◆ What is being asked ◆
A word-for-word transcription of the records is required.

◆ Available data ◆
//! Animated style tests
//!
//! A style derived from a shared value by a closure.

use kinema_core::style;

use super::components::{self, BUTTON, GROW_MS, VIEW};
use crate::runner::TestSuite;

/// Create the animated style test suite
pub fn suite() -> TestSuite {
    let mut suite = TestSuite::new("animated_style");

    suite.add("direct_assignment", |ctx| {
        ctx.mount(components::animated_style)?;
        let view = ctx.get_by_test_id(VIEW)?;
        let button = ctx.get_by_test_id(BUTTON)?;

        ctx.assert_snapshot_eq(&view, &style! { "width" => 100.0 })?;
        ctx.press(&button)?;
        ctx.run_all_timers()?;
        ctx.assert_snapshot_eq(&view, &style! { "width" => 150.0 })?;
        Ok(())
    });

    suite.add("with_timing_run_all", |ctx| {
        ctx.mount(components::animated_style_timing)?;
        let view = ctx.get_by_test_id(VIEW)?;
        let button = ctx.get_by_test_id(BUTTON)?;

        ctx.assert_snapshot_eq(&view, &style! { "width" => 100.0 })?;
        ctx.press(&button)?;
        ctx.run_all_timers()?;
        ctx.assert_snapshot_eq(&view, &style! { "width" => 150.0 })?;
        anyhow::ensure!(ctx.now().as_millis() == u128::from(GROW_MS), "drained to {:?}", ctx.now());
        Ok(())
    });

    // Width rises monotonically from start to target while the clock advances
    suite.add("with_timing_is_monotonic", |ctx| {
        ctx.mount(components::animated_style_timing)?;
        let view = ctx.get_by_test_id(VIEW)?;
        ctx.press(&ctx.get_by_test_id(BUTTON)?)?;

        let mut previous = 100.0;
        for _ in 0..(GROW_MS / 50) {
            ctx.advance_ms(50)?;
            let width = ctx
                .snapshot(&view)?
                .number("width")
                .ok_or_else(|| anyhow::anyhow!("width missing"))?;
            anyhow::ensure!(
                (100.0..=150.0).contains(&width) && width >= previous,
                "width {width} after {previous} at {:?}",
                ctx.now()
            );
            previous = width;
        }
        ctx.assert_snapshot_eq(&view, &style! { "width" => 150.0 })?;
        Ok(())
    });

    // Snapshots between changes are served from the derived cache
    suite.add("snapshot_is_cached", |ctx| {
        ctx.mount(components::animated_style)?;
        let view = ctx.get_by_test_id(VIEW)?;

        let before = ctx.snapshot(&view)?;
        let dirty = ctx
            .scheduler()
            .reactive()
            .lock()
            .map(|graph| graph.stats().dirty_derived)
            .unwrap_or(usize::MAX);
        let again = ctx.snapshot(&view)?;
        anyhow::ensure!(before == again, "snapshots differ");
        anyhow::ensure!(dirty == 0, "style left dirty after read");
        Ok(())
    });

    suite
}
//! Kinema Scenario Runner
//!
//! Deterministic testing for components whose styles are driven by shared
//! values: mount a component, look up elements by test id, fire presses,
//! advance a virtual clock, and compare style snapshots.
//!
//! # Modules
//!
//! - [`harness`]: the per-scenario [`TestContext`]
//! - [`runner`]: suites of scenarios and result reporting
//! - [`scenario`]: JSON scenario files run against registered components
//! - [`tests`]: built-in suites

pub mod config;
pub mod error;
pub mod harness;
pub mod runner;
pub mod scenario;
pub mod tests;

pub use config::HarnessConfig;
pub use error::{HarnessError, Result};
pub use harness::{
    ClockAdvance, NodeHandle, TestContext, TestHarness, TestResult, MAX_CLOCK_ADVANCE,
};
pub use runner::{RunResult, TestCase, TestRunner, TestSuite};
pub use scenario::{ComponentRegistry, Scenario, ScenarioStep};
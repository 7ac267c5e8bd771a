//! Event handler storage for elements
//!
//! Handlers are registered on elements with the builder API, moved into the
//! [`RenderTree`] on mount, and invoked by [`RenderTree::dispatch`].
//!
//! ```text
//! Element
//!     ↓ .on_press(|e| ...)
//! EventHandlers (stored on element)
//!     ↓ mounted into RenderTree
//! RenderTree::dispatch bubbles to the nearest handler
//!     ↓
//! Handler callback invoked
//! ```
//!
//! [`RenderTree`]: crate::renderer::RenderTree
//! [`RenderTree::dispatch`]: crate::renderer::RenderTree::dispatch

use std::collections::HashMap;
use std::rc::Rc;

use kinema_core::events::{event_types, EventType};

use crate::renderer::LayoutNodeId;

/// Element event callback; a mounted tree is driven from one thread
pub type EventCallback = Rc<dyn Fn(&EventContext)>;

/// What a handler learns about the event it is handling
#[derive(Clone, Debug)]
pub struct EventContext {
    pub event_type: EventType,
    /// The node whose handler is running
    pub node_id: LayoutNodeId,
    /// The node the event was fired on
    pub target: LayoutNodeId,
}

impl EventContext {
    /// Context for an event handled on the node it was fired on
    pub fn new(event_type: EventType, node_id: LayoutNodeId) -> Self {
        Self {
            event_type,
            node_id,
            target: node_id,
        }
    }

    /// Set the node the event was originally fired on
    pub fn with_target(mut self, target: LayoutNodeId) -> Self {
        self.target = target;
        self
    }

    /// Whether the event reached this handler by bubbling from a descendant
    pub fn is_bubbled(&self) -> bool {
        self.node_id != self.target
    }
}

/// Handlers registered on one element, keyed by event type
#[derive(Default, Clone)]
pub struct EventHandlers {
    handlers: HashMap<EventType, Vec<EventCallback>>,
}

impl EventHandlers {
    pub fn new() -> Self {
        Self::default()
    }

    pub fn has_handler(&self, event_type: EventType) -> bool {
        self.handlers.contains_key(&event_type)
    }

    /// Add a handler; handlers for the same event run in registration order
    pub fn on<F>(&mut self, event_type: EventType, handler: F)
    where
        F: Fn(&EventContext) + 'static,
    {
        self.handlers
            .entry(event_type)
            .or_default()
            .push(Rc::new(handler));
    }

    pub fn on_press<F>(&mut self, handler: F)
    where
        F: Fn(&EventContext) + 'static,
    {
        self.on(event_types::PRESS, handler);
    }

    pub fn get(&self, event_type: EventType) -> Option<&[EventCallback]> {
        self.handlers.get(&event_type).map(|v| v.as_slice())
    }

    /// Run every handler registered for `ctx.event_type`
    pub fn dispatch(&self, ctx: &EventContext) {
        if let Some(handlers) = self.handlers.get(&ctx.event_type) {
            for handler in handlers {
                handler(ctx);
            }
        }
    }
}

◆ Response to the exercise ◆
//! Animated style tests
//!
//! A style derived from a shared value by a closure.

use kinema_core::style;

use super::components::{self, BUTTON, GROW_MS, VIEW};
use crate::runner::TestSuite;

/// Create the animated style test suite
pub fn suite() -> TestSuite {
    let mut suite = TestSuite::new("animated_style");

    suite.add("direct_assignment", |ctx| {
        ctx.mount(components::animated_style)?;
        let view = ctx.get_by_test_id(VIEW)?;
        let button = ctx.get_by_test_id(BUTTON)?;

        ctx.assert_snapshot_eq(&view, &style! { "width" => 100.0 })?;
        ctx.press(&button)?;
        ctx.run_all_timers()?;
        ctx.assert_snapshot_eq(&view, &style! { "width" => 150.0 })?;
        Ok(())
    });

    suite.add("with_timing_run_all", |ctx| {
        ctx.mount(components::animated_style_timing)?;
        let view = ctx.get_by_test_id(VIEW)?;
        let button = ctx.get_by_test_id(BUTTON)?;

        ctx.assert_snapshot_eq(&view, &style! { "width" => 100.0 })?;
        ctx.press(&button)?;
        ctx.run_all_timers()?;
        ctx.assert_snapshot_eq(&view, &style! { "width" => 150.0 })?;
        anyhow::ensure!(ctx.now().as_millis() == u128::from(GROW_MS), "drained to {:?}", ctx.now());
        Ok(())
    });

    // Width rises monotonically from start to target while the clock advances
    suite.add("with_timing_is_monotonic", |ctx| {
        ctx.mount(components::animated_style_timing)?;
        let view = ctx.get_by_test_id(VIEW)?;
        ctx.press(&ctx.get_by_test_id(BUTTON)?)?;

        let mut previous = 100.0;
        for _ in 0..(GROW_MS / 50) {
            ctx.advance_ms(50)?;
            let width = ctx
                .snapshot(&view)?
                .number("width")
                .ok_or_else(|| anyhow::anyhow!("width missing"))?;
            anyhow::ensure!(
                (100.0..=150.0).contains(&width) && width >= previous,
                "width {width} after {previous} at {:?}",
                ctx.now()
            );
            previous = width;
        }
        ctx.assert_snapshot_eq(&view, &style! { "width" => 150.0 })?;
        Ok(())
    });

    // Snapshots between changes are served from the derived cache
    suite.add("snapshot_is_cached", |ctx| {
        ctx.mount(components::animated_style)?;
        let view = ctx.get_by_test_id(VIEW)?;

        let before = ctx.snapshot(&view)?;
        let dirty = ctx
            .scheduler()
            .reactive()
            .lock()
            .map(|graph| graph.stats().dirty_derived)
            .unwrap_or(usize::MAX);
        let again = ctx.snapshot(&view)?;
        anyhow::ensure!(before == again, "snapshots differ");
        anyhow::ensure!(dirty == 0, "style left dirty after read");
        Ok(())
    });

    suite
}
//! Kinema Scenario Runner
//!
//! Deterministic testing for components whose styles are driven by shared
//! values: mount a component, look up elements by test id, fire presses,
//! advance a virtual clock, and compare style snapshots.
//!
//! # Modules
//!
//! - [`harness`]: the per-scenario [`TestContext`]
//! - [`runner`]: suites of scenarios and result reporting
//! - [`scenario`]: JSON scenario files run against registered components
//! - [`tests`]: built-in suites

pub mod config;
pub mod error;
pub mod harness;
pub mod runner;
pub mod scenario;
pub mod tests;

pub use config::HarnessConfig;
pub use error::{HarnessError, Result};
pub use harness::{
    ClockAdvance, NodeHandle, TestContext, TestHarness, TestResult, MAX_CLOCK_ADVANCE,
};
pub use runner::{RunResult, TestCase, TestRunner, TestSuite};
pub use scenario::{ComponentRegistry, Scenario, ScenarioStep};
repository 7ac267c5e8bd771a
//! Event handler storage for elements
//!
//! Handlers are registered on elements with the builder API, moved into the
//! [`RenderTree`] on mount, and invoked by [`RenderTree::dispatch`].
//!
//! ```text
//! Element
//!     ↓ .on_press(|e| ...)
//! EventHandlers (stored on element)
//!     ↓ mounted into RenderTree
//! RenderTree::dispatch bubbles to the nearest handler
//!     ↓
//! Handler callback invoked
//! ```
//!
//! [`RenderTree`]: crate::renderer::RenderTree
//! [`RenderTree::dispatch`]: crate::renderer::RenderTree::dispatch

use std::collections::HashMap;
use std::rc::Rc;

use kinema_core::events::{event_types, EventType};

use crate::renderer::LayoutNodeId;

/// Element event callback; a mounted tree is driven from one thread
pub type EventCallback = Rc<dyn Fn(&EventContext)>;

/// What a handler learns about the event it is handling
#[derive(Clone, Debug)]
pub struct EventContext {
    pub event_type: EventType,
    /// The node whose handler is running
    pub node_id: LayoutNodeId,
    /// The node the event was fired on
    pub target: LayoutNodeId,
}

impl EventContext {
    /// Context for an event handled on the node it was fired on
    pub fn new(event_type: EventType, node_id: LayoutNodeId) -> Self {
        Self {
            event_type,
            node_id,
            target: node_id,
        }
    }

    /// Set the node the event was originally fired on
    pub fn with_target(mut self, target: LayoutNodeId) -> Self {
        self.target = target;
        self
    }

    /// Whether the event reached this handler by bubbling from a descendant
    pub fn is_bubbled(&self) -> bool {
        self.node_id != self.target
    }
}

/// Handlers registered on one element, keyed by event type
#[derive(Default, Clone)]
pub struct EventHandlers {
    handlers: HashMap<EventType, Vec<EventCallback>>,
}

impl EventHandlers {
    pub fn new() -> Self {
        Self::default()
    }

    pub fn has_handler(&self, event_type: EventType) -> bool {
        self.handlers.contains_key(&event_type)
    }

    /// Add a handler; handlers for the same event run in registration order
    pub fn on<F>(&mut self, event_type: EventType, handler: F)
    where
        F: Fn(&EventContext) + 'static,
    {
        self.handlers
            .entry(event_type)
            .or_default()
            .push(Rc::new(handler));
    }

    pub fn on_press<F>(&mut self, handler: F)
    where
        F: Fn(&EventContext) + 'static,
    {
        self.on(event_types::PRESS, handler);
    }

    pub fn get(&self, event_type: EventType) -> Option<&[EventCallback]> {
        self.handlers.get(&event_type).map(|v| v.as_slice())
    }

    /// Run every handler registered for `ctx.event_type`
    pub fn dispatch(&self, ctx: &EventContext) {
        if let Some(handlers) = self.handlers.get(&ctx.event_type) {
            for handler in handlers {
                handler(ctx);
            }
        }
    }
}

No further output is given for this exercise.